‘You ordered how much brisket?!’: How to prepare for a food festival

A woman in a black and white striped sweater smiles as she poses in the doorway of a walk-in freezer
Katie Hausman Grace checks on a freezer full of food that she’s ordered as part of the preparations for the May 15 event. Visit our Jewish Food and Culture Fest page to learn more about how you can help out through sponsorships, donations, and volunteering.

This year’s outdoor May 15 Jewish Food and Culture Fest is one of our — and our community’s — favorite events. Who doesn’t love the brisket, corned beef, falafel, matzah ball soup, and cabbage rolls prepared from recipes that have been passed down for generations? It’s all so delicious and plentiful.

But how does it all come together in time to be served up for an eager crowd? 

“It’s a heckuva lot of work,” answers Katie Hausman Grace, community engagement director at The J and the main coordinator of this year’s event. 

It was still February when Katie started estimating quantities of specific foods and ingredients that she’ll need to pull off the event. Since that time she’s ordered… a lot. 
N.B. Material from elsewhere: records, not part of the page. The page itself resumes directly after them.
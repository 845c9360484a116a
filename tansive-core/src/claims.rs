//! Free-form claim/metadata trees used by token claims, session info, and session status.

use serde::{Deserialize, Serialize};
use std::collections::BTreeMap;

/// A free-form mapping from string keys to opaque JSON values.
///
/// `BTreeMap` (not `HashMap`) is used deliberately: the hashlog's canonical JSON encoding
/// (`tansive-hashlog`) relies on stable key ordering, and claim maps frequently end up inside
/// audit payloads.
#[derive(Debug, Clone, Default, PartialEq, Serialize, Deserialize)]
#[serde(transparent)]
pub struct ClaimMap(BTreeMap<String, serde_json::Value>);

impl ClaimMap {
    pub fn new() -> Self {
        Self::default()
    }

    pub fn insert(&mut self, key: impl Into<String>, value: serde_json::Value) -> Option<serde_json::Value> {
        self.0.insert(key.into(), value)
    }

    pub fn get(&self, key: &str) -> Option<&serde_json::Value> {
        self.0.get(key)
    }

    pub fn contains_key(&self, key: &str) -> bool {
        self.0.contains_key(key)
    }

    pub fn is_empty(&self) -> bool {
        self.0.is_empty()
    }

    pub fn len(&self) -> usize {
        self.0.len()
    }

    pub fn iter(&self) -> impl Iterator<Item = (&String, &serde_json::Value)> {
        self.0.iter()
    }

    /// Return the keys in `self` that collide with `reserved`, in encounter order.
    ///
    /// Used by the token service to reject (and log) caller-supplied claims that attempt to
    /// overwrite server-populated reserved claims such as `exp`/`iss`/`jti`.
    pub fn reserved(&self, reserved: &[&str]) -> Vec<String> {
        reserved
            .iter()
            .filter(|k| self.0.contains_key(**k))
            .map(|k| k.to_string())
            .collect()
    }

    /// Remove every key in `reserved` from this map, returning the removed entries.
    pub fn strip_reserved(&mut self, reserved: &[&str]) -> BTreeMap<String, serde_json::Value> {
        let mut removed = BTreeMap::new();
        for key in reserved {
            if let Some(value) = self.0.remove(*key) {
                removed.insert(key.to_string(), value);
            }
        }
        removed
    }

    pub fn merge(&mut self, other: ClaimMap) {
        for (k, v) in other.0 {
            self.0.insert(k, v);
        }
    }
}

impl From<BTreeMap<String, serde_json::Value>> for ClaimMap {
    fn from(map: BTreeMap<String, serde_json::Value>) -> Self {
        Self(map)
    }
}

impl FromIterator<(String, serde_json::Value)> for ClaimMap {
    fn from_iter<T: IntoIterator<Item = (String, serde_json::Value)>>(iter: T) -> Self {
        Self(iter.into_iter().collect())
    }
}

#[cfg(test)]
mod tests {
    use super::*;
    use serde_json::json;

    #[test]
    fn reserved_detects_overlap_only() {
        let mut claims = ClaimMap::new();
        claims.insert("tenant_id", json!("t1"));
        claims.insert("scope", json!({"catalog": "c1"}));

        let hit = claims.reserved(&["tenant_id", "iss", "exp"]);
        assert_eq!(hit, vec!["tenant_id".to_string()]);
    }

    #[test]
    fn strip_reserved_removes_and_returns() {
        let mut claims = ClaimMap::new();
        claims.insert("exp", json!(123));
        claims.insert("scope", json!("x"));

        let removed = claims.strip_reserved(&["exp", "iat"]);
        assert!(removed.contains_key("exp"));
        assert!(!claims.contains_key("exp"));
        assert!(claims.contains_key("scope"));
    }

    #[test]
    fn serializes_transparently_as_object() {
        let mut claims = ClaimMap::new();
        claims.insert("a", json!(1));
        let s = serde_json::to_string(&claims).unwrap();
        assert_eq!(s, "{\"a\":1}");
    }
}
She consults a spreadsheet on her computer and rattles off a list of foods and their quantities:

  • Brisket: 382 pounds
  • Ground beef: 100 pounds
  • Smoked whitefish: 75 pounds
  • Corned beef: 54 pounds
  • Hot dogs: 200 count
  • Pickling cucumbers: four cases
  • Heads of cabbage: 90

And even that won’t be enough. “I still need some 75 pounds more of corned beef,” Katie says. In addition, the event requires large amounts of rye bread, hot dogs, rugelach, and bagels, plus a quantity of seasonings that would empty the shelves at your local Publix. 

Thankfully The J’s coolers and freezers are up to the task.

Volunteers make it work

And since the foods won’t cook themselves, Katie has been reaching out to potential volunteer leaders to organize some 70 volunteers into various cooking groups. They will all keep The J’s kosher kitchen in overtime mode in the final weeks leading up to the event. “I’m still hoping The J’s pickleballers will step up to make the pickles,” she quips.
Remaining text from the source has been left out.